### What is expected
The answer must be one number: how many lines below contain the word "input".

### Data records
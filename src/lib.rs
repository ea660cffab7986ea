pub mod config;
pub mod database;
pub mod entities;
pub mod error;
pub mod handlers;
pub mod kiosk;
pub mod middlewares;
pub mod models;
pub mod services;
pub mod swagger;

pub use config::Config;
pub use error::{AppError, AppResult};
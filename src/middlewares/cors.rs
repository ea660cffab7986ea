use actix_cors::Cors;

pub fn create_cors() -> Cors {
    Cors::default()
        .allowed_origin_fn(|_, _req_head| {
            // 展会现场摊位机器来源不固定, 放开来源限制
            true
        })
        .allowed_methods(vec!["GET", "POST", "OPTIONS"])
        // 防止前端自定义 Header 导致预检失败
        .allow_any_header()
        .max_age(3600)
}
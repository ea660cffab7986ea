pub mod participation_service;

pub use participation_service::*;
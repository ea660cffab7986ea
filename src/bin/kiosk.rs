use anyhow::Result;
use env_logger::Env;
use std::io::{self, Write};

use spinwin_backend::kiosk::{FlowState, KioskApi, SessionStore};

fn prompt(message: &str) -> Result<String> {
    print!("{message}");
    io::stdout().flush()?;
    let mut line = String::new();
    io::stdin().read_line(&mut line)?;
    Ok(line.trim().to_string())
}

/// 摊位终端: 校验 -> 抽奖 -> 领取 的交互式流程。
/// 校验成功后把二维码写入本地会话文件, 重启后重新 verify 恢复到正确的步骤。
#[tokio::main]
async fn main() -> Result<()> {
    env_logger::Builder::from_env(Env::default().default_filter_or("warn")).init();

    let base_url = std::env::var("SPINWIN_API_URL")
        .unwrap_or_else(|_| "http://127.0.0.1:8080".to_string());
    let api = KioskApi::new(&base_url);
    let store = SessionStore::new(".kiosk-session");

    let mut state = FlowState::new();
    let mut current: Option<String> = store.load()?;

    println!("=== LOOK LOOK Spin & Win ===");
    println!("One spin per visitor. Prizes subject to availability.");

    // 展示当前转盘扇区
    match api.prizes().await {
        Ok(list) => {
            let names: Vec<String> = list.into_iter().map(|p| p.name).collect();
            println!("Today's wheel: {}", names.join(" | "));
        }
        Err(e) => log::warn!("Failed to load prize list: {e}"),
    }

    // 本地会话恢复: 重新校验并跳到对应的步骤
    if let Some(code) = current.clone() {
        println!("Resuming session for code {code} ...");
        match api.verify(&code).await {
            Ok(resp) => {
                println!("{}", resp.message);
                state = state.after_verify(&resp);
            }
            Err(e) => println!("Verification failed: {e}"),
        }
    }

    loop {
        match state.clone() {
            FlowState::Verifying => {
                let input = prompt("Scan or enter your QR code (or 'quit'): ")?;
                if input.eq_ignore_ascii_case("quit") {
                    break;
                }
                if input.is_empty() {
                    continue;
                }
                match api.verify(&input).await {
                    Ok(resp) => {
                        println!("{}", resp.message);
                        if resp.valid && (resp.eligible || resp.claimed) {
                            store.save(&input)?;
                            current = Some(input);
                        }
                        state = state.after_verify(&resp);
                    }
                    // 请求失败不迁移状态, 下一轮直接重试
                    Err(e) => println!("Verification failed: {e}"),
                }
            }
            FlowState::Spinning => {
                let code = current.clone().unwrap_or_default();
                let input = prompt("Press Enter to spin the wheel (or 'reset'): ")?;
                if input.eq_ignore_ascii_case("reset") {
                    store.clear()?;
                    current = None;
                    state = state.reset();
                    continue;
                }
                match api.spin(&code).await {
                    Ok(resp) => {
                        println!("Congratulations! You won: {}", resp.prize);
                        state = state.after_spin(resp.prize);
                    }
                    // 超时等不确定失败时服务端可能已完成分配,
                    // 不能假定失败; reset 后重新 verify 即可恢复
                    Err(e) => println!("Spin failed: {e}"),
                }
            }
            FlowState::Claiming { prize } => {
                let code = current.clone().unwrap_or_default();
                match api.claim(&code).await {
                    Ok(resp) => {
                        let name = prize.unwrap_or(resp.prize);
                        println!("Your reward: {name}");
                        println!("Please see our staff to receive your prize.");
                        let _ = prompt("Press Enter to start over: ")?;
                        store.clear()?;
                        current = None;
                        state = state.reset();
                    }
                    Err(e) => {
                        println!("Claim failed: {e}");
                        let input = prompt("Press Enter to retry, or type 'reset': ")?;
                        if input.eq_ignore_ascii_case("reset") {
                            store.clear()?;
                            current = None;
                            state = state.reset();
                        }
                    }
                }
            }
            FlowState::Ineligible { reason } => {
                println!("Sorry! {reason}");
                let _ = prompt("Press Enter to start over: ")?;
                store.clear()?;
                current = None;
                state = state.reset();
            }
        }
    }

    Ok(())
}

### Response box
10